◆ What needs to be done
Pick out each line in these entries that contains the string "path".

....................

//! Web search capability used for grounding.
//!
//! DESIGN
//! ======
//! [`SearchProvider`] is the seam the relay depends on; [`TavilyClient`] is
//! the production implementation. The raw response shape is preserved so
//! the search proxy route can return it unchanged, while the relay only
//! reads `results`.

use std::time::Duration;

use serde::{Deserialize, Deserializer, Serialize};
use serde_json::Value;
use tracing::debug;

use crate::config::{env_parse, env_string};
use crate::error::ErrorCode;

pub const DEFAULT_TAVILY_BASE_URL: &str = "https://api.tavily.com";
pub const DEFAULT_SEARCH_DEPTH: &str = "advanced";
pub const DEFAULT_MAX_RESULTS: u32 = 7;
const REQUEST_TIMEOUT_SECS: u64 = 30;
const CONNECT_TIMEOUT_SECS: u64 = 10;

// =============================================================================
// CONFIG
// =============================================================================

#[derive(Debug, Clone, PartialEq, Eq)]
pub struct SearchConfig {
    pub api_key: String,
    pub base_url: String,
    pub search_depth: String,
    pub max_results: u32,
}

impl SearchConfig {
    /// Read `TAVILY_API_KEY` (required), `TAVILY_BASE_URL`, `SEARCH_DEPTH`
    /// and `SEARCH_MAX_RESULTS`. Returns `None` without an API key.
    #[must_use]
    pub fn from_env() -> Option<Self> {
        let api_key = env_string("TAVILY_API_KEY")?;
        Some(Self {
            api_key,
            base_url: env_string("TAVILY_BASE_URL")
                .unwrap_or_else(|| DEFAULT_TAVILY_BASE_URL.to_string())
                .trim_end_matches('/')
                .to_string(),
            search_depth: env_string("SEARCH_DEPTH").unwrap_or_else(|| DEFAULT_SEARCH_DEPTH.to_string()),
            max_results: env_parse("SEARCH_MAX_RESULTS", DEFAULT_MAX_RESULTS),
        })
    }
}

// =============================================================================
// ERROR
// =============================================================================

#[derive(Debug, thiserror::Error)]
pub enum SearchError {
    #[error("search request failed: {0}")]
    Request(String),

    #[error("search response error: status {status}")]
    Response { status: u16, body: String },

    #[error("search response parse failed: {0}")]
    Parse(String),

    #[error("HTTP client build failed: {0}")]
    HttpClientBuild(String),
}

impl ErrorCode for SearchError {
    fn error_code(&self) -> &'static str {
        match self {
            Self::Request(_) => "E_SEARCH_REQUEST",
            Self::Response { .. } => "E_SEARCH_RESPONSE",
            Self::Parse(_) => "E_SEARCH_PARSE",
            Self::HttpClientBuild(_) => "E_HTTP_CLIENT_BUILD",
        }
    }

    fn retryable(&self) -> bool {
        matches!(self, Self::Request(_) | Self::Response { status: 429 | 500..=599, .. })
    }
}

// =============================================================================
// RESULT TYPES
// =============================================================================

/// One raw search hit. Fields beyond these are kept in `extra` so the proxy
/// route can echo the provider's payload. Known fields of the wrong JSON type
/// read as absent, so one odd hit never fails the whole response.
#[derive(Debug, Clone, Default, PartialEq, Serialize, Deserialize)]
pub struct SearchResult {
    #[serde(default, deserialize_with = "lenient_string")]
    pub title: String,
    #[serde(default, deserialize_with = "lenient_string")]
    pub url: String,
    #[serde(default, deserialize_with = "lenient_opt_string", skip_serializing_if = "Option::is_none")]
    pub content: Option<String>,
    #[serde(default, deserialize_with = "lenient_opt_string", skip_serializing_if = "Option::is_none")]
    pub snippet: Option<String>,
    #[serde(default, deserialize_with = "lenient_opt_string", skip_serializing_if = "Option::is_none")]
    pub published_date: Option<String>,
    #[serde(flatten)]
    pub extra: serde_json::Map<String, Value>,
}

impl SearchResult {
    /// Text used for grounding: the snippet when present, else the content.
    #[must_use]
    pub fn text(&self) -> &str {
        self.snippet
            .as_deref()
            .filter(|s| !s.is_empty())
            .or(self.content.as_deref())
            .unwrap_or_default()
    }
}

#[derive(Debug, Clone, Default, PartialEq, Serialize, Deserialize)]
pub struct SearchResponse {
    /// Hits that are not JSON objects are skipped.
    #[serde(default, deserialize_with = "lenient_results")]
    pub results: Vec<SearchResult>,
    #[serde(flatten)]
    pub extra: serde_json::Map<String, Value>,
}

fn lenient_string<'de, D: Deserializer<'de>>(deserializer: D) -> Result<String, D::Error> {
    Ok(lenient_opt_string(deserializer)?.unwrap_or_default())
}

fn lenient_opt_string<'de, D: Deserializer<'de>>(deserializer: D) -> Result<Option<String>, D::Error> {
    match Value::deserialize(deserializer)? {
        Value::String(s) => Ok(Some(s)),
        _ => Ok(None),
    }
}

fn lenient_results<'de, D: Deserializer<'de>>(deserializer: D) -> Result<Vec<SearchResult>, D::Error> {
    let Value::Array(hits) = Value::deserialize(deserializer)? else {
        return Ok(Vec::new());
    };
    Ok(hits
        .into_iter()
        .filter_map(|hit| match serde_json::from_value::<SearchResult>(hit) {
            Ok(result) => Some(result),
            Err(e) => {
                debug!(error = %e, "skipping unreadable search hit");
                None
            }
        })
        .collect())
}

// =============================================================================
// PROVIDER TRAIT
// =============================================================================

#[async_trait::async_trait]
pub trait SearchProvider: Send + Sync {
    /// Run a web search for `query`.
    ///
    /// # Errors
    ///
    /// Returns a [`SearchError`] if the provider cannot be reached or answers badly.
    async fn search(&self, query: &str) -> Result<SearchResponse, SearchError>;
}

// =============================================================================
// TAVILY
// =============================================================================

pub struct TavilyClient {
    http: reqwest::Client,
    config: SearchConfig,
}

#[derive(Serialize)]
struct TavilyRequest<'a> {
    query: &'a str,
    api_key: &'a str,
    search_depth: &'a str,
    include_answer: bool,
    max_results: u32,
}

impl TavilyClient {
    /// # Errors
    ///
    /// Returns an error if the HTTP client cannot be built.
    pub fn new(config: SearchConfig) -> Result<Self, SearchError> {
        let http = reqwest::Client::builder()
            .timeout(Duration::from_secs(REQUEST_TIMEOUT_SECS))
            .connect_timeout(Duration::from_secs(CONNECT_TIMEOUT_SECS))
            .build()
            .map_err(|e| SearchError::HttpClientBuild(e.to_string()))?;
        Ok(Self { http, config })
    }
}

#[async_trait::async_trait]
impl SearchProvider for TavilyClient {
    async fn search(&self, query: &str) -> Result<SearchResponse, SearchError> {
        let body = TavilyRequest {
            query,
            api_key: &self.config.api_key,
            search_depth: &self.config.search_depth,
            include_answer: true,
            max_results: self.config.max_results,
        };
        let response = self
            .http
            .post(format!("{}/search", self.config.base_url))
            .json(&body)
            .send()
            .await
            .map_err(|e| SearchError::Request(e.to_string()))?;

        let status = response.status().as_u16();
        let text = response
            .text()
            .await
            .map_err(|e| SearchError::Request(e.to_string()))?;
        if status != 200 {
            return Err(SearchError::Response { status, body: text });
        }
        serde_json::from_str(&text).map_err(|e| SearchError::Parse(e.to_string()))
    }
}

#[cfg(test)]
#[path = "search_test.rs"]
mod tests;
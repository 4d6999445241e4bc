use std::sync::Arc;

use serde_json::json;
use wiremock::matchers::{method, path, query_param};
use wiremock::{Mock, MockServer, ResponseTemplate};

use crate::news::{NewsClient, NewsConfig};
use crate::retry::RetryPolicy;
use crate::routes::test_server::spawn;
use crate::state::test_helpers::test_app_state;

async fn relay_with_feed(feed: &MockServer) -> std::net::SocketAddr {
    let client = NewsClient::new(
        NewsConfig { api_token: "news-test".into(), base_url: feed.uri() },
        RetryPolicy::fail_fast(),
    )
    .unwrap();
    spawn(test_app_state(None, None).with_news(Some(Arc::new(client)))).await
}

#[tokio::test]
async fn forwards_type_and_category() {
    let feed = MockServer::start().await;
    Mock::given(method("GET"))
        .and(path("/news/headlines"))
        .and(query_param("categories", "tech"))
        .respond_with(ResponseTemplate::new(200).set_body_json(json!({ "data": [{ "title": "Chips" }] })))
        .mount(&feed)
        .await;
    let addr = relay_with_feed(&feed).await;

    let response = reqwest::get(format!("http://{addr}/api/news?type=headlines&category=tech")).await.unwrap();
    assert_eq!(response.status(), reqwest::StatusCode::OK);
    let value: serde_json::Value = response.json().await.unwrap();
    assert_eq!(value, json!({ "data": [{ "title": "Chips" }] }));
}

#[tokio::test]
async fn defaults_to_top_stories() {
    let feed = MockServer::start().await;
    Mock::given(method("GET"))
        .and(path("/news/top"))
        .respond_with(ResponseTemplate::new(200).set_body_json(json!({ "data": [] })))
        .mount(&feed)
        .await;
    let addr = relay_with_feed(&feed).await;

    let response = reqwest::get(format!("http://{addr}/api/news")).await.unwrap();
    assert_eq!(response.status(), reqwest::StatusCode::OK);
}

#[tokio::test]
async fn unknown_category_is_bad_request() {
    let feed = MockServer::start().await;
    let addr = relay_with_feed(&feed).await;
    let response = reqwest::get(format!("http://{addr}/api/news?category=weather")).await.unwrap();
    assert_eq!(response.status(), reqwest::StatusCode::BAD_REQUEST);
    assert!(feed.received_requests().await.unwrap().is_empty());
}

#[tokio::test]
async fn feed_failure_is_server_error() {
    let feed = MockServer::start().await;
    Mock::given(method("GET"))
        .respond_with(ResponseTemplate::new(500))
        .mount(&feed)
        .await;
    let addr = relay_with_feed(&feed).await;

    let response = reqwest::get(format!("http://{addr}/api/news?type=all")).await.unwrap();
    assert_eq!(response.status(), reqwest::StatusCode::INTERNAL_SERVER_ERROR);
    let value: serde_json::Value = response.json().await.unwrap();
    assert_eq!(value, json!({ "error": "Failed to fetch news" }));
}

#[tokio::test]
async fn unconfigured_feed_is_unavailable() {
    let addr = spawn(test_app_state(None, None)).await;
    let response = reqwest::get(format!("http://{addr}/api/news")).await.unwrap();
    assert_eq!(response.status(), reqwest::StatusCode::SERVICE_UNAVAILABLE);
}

....................

◆ Result
#[path = "search_test.rs"]
use wiremock::matchers::{method, path, query_param};
        .and(path("/news/headlines"))
        .and(path("/news/top"))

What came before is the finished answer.